Records shown
□ □ □ □
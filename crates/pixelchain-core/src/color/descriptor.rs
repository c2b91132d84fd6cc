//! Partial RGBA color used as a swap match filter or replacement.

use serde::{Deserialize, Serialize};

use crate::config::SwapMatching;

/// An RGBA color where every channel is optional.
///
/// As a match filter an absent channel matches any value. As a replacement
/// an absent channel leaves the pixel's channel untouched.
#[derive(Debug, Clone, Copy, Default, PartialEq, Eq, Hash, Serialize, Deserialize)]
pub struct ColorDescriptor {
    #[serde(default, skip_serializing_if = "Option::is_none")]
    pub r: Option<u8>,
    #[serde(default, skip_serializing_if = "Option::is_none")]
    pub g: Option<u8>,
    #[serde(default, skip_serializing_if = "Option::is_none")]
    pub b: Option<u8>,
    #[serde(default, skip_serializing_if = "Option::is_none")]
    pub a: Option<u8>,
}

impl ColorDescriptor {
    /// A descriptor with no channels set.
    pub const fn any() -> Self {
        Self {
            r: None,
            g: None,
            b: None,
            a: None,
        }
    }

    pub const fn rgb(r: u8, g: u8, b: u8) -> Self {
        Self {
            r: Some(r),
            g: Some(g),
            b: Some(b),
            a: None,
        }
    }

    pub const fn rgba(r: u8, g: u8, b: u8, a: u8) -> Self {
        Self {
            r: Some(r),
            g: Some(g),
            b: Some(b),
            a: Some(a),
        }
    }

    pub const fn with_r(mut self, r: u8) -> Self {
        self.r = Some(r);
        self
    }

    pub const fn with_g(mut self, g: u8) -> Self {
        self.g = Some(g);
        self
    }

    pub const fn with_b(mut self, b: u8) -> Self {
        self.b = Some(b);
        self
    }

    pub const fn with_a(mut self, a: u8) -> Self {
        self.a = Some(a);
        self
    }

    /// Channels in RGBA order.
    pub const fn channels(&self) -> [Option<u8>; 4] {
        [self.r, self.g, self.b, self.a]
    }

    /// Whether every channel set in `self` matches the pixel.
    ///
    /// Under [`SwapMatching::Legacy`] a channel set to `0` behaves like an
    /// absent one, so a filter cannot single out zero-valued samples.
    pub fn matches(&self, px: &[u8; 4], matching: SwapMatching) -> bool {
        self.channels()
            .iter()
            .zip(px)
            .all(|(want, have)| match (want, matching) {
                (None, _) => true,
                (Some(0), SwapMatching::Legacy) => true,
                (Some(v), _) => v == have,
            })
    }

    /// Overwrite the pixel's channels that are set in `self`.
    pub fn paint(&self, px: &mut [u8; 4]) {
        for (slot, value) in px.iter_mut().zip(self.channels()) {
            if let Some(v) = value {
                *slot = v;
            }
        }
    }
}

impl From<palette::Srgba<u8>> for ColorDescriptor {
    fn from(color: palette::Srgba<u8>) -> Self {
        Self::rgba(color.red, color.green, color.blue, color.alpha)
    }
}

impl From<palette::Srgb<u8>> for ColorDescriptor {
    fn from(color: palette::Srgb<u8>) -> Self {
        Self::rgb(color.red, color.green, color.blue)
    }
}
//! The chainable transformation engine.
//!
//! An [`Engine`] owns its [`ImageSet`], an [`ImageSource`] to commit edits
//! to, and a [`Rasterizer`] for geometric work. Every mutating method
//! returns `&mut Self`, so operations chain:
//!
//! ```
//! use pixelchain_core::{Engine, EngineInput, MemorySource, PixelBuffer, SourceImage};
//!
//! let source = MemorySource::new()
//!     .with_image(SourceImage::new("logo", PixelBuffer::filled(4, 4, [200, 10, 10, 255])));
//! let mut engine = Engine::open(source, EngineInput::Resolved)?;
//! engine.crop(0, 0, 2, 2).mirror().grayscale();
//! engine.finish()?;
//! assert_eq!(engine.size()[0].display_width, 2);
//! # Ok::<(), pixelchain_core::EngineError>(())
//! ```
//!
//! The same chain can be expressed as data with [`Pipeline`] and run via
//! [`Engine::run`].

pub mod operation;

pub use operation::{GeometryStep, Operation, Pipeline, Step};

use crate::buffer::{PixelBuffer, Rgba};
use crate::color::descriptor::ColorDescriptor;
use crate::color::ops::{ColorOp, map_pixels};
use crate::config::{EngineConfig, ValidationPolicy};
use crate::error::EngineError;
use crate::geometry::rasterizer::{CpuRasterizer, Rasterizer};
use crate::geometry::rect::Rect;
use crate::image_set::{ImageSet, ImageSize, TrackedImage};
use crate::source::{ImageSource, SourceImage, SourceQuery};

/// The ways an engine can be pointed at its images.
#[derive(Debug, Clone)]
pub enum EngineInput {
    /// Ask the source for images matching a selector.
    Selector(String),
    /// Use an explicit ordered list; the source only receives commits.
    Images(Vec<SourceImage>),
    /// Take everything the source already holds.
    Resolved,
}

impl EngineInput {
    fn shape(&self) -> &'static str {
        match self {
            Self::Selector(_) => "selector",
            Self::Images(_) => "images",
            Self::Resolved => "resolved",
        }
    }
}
□ □ □ □
What to produce
Would you set down all of the entries again, word for word?

Answer area
filename crates/pixelchain-core/src/color/descriptor.rs
repository c2b91132d84fd6cc
//! Partial RGBA color used as a swap match filter or replacement.

use serde::{Deserialize, Serialize};

use crate::config::SwapMatching;

/// An RGBA color where every channel is optional.
///
/// As a match filter an absent channel matches any value. As a replacement
/// an absent channel leaves the pixel's channel untouched.
#[derive(Debug, Clone, Copy, Default, PartialEq, Eq, Hash, Serialize, Deserialize)]
pub struct ColorDescriptor {
    #[serde(default, skip_serializing_if = "Option::is_none")]
    pub r: Option<u8>,
    #[serde(default, skip_serializing_if = "Option::is_none")]
    pub g: Option<u8>,
    #[serde(default, skip_serializing_if = "Option::is_none")]
    pub b: Option<u8>,
    #[serde(default, skip_serializing_if = "Option::is_none")]
    pub a: Option<u8>,
}

impl ColorDescriptor {
    /// A descriptor with no channels set.
    pub const fn any() -> Self {
        Self {
            r: None,
            g: None,
            b: None,
            a: None,
        }
    }

    pub const fn rgb(r: u8, g: u8, b: u8) -> Self {
        Self {
            r: Some(r),
            g: Some(g),
            b: Some(b),
            a: None,
        }
    }

    pub const fn rgba(r: u8, g: u8, b: u8, a: u8) -> Self {
        Self {
            r: Some(r),
            g: Some(g),
            b: Some(b),
            a: Some(a),
        }
    }

    pub const fn with_r(mut self, r: u8) -> Self {
        self.r = Some(r);
        self
    }

    pub const fn with_g(mut self, g: u8) -> Self {
        self.g = Some(g);
        self
    }

    pub const fn with_b(mut self, b: u8) -> Self {
        self.b = Some(b);
        self
    }

    pub const fn with_a(mut self, a: u8) -> Self {
        self.a = Some(a);
        self
    }

    /// Channels in RGBA order.
    pub const fn channels(&self) -> [Option<u8>; 4] {
        [self.r, self.g, self.b, self.a]
    }

    /// Whether every channel set in `self` matches the pixel.
    ///
    /// Under [`SwapMatching::Legacy`] a channel set to `0` behaves like an
    /// absent one, so a filter cannot single out zero-valued samples.
    pub fn matches(&self, px: &[u8; 4], matching: SwapMatching) -> bool {
        self.channels()
            .iter()
            .zip(px)
            .all(|(want, have)| match (want, matching) {
                (None, _) => true,
                (Some(0), SwapMatching::Legacy) => true,
                (Some(v), _) => v == have,
            })
    }

    /// Overwrite the pixel's channels that are set in `self`.
    pub fn paint(&self, px: &mut [u8; 4]) {
        for (slot, value) in px.iter_mut().zip(self.channels()) {
            if let Some(v) = value {
                *slot = v;
            }
        }
    }
}

impl From<palette::Srgba<u8>> for ColorDescriptor {
    fn from(color: palette::Srgba<u8>) -> Self {
        Self::rgba(color.red, color.green, color.blue, color.alpha)
    }
}

impl From<palette::Srgb<u8>> for ColorDescriptor {
    fn from(color: palette::Srgb<u8>) -> Self {
        Self::rgb(color.red, color.green, color.blue)
    }
}
//! The chainable transformation engine.
//!
//! An [`Engine`] owns its [`ImageSet`], an [`ImageSource`] to commit edits
//! to, and a [`Rasterizer`] for geometric work. Every mutating method
//! returns `&mut Self`, so operations chain:
//!
//! ```
//! use pixelchain_core::{Engine, EngineInput, MemorySource, PixelBuffer, SourceImage};
//!
//! let source = MemorySource::new()
//!     .with_image(SourceImage::new("logo", PixelBuffer::filled(4, 4, [200, 10, 10, 255])));
//! let mut engine = Engine::open(source, EngineInput::Resolved)?;
//! engine.crop(0, 0, 2, 2).mirror().grayscale();
//! engine.finish()?;
//! assert_eq!(engine.size()[0].display_width, 2);
//! # Ok::<(), pixelchain_core::EngineError>(())
//! ```
//!
//! The same chain can be expressed as data with [`Pipeline`] and run via
//! [`Engine::run`].

pub mod operation;

pub use operation::{GeometryStep, Operation, Pipeline, Step};

use crate::buffer::{PixelBuffer, Rgba};
use crate::color::descriptor::ColorDescriptor;
use crate::color::ops::{ColorOp, map_pixels};
use crate::config::{EngineConfig, ValidationPolicy};
use crate::error::EngineError;
use crate::geometry::rasterizer::{CpuRasterizer, Rasterizer};
use crate::geometry::rect::Rect;
use crate::image_set::{ImageSet, ImageSize, TrackedImage};
use crate::source::{ImageSource, SourceImage, SourceQuery};

/// The ways an engine can be pointed at its images.
#[derive(Debug, Clone)]
pub enum EngineInput {
    /// Ask the source for images matching a selector.
    Selector(String),
    /// Use an explicit ordered list; the source only receives commits.
    Images(Vec<SourceImage>),
    /// Take everything the source already holds.
    Resolved,
}

impl EngineInput {
    fn shape(&self) -> &'static str {
        match self {
            Self::Selector(_) => "selector",
            Self::Images(_) => "images",
            Self::Resolved => "resolved",
        }
    }
}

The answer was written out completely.